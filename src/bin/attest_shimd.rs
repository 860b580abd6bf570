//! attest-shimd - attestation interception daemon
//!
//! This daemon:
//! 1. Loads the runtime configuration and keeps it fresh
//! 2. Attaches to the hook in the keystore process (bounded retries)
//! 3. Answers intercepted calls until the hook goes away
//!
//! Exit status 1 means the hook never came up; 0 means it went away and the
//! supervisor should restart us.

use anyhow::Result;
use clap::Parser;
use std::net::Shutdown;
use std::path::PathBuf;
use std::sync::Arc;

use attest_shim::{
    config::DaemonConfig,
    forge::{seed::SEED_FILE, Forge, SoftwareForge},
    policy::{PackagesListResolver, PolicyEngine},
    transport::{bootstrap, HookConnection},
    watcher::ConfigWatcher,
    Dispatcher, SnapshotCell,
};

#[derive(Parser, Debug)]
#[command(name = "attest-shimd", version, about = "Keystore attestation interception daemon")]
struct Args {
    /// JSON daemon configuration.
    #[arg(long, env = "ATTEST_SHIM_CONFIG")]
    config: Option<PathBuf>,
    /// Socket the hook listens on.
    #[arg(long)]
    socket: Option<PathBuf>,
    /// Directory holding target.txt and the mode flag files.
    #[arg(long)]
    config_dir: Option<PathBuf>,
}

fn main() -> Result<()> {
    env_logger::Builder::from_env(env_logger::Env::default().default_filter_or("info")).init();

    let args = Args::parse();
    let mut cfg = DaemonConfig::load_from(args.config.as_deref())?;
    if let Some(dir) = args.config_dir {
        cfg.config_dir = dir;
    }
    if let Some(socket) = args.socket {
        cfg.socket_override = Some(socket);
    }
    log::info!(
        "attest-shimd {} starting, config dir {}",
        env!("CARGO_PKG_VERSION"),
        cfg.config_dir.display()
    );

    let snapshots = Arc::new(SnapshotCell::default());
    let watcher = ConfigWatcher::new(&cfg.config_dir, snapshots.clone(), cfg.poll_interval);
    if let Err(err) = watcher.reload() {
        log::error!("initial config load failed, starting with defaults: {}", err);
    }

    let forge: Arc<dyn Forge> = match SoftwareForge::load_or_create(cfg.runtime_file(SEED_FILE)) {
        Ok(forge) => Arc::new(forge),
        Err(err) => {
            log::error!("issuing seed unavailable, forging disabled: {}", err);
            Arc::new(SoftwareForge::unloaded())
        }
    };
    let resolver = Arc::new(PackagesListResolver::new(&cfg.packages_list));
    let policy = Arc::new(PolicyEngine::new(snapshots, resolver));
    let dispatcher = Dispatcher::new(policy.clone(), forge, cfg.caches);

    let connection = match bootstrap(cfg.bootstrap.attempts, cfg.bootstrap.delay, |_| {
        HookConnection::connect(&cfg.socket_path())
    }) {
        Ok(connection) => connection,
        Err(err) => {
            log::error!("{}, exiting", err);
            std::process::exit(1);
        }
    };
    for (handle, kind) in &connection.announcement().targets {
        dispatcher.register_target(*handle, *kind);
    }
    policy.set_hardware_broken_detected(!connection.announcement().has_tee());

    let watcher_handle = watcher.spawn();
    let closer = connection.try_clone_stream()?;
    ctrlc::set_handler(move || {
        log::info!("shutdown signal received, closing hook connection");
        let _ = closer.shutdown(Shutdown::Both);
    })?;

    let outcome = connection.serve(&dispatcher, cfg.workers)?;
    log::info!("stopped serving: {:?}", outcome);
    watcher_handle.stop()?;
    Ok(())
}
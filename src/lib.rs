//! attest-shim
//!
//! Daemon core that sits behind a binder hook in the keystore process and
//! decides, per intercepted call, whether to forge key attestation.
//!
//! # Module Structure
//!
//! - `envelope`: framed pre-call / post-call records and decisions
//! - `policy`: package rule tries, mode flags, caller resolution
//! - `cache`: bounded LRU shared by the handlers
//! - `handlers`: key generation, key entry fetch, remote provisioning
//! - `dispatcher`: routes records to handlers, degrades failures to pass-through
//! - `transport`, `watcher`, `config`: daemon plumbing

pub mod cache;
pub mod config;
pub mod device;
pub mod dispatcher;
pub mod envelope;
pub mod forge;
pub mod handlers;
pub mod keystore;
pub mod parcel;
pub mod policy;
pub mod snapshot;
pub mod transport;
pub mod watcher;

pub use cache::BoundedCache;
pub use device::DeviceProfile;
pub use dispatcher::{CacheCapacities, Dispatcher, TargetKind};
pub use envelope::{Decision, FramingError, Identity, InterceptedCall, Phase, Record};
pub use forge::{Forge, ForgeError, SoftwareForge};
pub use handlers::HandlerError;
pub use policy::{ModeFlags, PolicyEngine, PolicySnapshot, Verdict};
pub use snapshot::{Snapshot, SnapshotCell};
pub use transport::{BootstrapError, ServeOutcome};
____
-- Problem to solve --
Above are records; repeat only the lines starting at the line with "let watcher_handle = watcher.spawn();" and ending at the line with "pub mod transport;", exactly as they appear, both included.

-- Solution to the problem --
    let watcher_handle = watcher.spawn();
    let closer = connection.try_clone_stream()?;
    ctrlc::set_handler(move || {
        log::info!("shutdown signal received, closing hook connection");
        let _ = closer.shutdown(Shutdown::Both);
    })?;

    let outcome = connection.serve(&dispatcher, cfg.workers)?;
    log::info!("stopped serving: {:?}", outcome);
    watcher_handle.stop()?;
    Ok(())
}
filename src/lib.rs
//! attest-shim
//!
//! Daemon core that sits behind a binder hook in the keystore process and
//! decides, per intercepted call, whether to forge key attestation.
//!
//! # Module Structure
//!
//! - `envelope`: framed pre-call / post-call records and decisions
//! - `policy`: package rule tries, mode flags, caller resolution
//! - `cache`: bounded LRU shared by the handlers
//! - `handlers`: key generation, key entry fetch, remote provisioning
//! - `dispatcher`: routes records to handlers, degrades failures to pass-through
//! - `transport`, `watcher`, `config`: daemon plumbing

pub mod cache;
pub mod config;
pub mod device;
pub mod dispatcher;
pub mod envelope;
pub mod forge;
pub mod handlers;
pub mod keystore;
pub mod parcel;
pub mod policy;
pub mod snapshot;
pub mod transport;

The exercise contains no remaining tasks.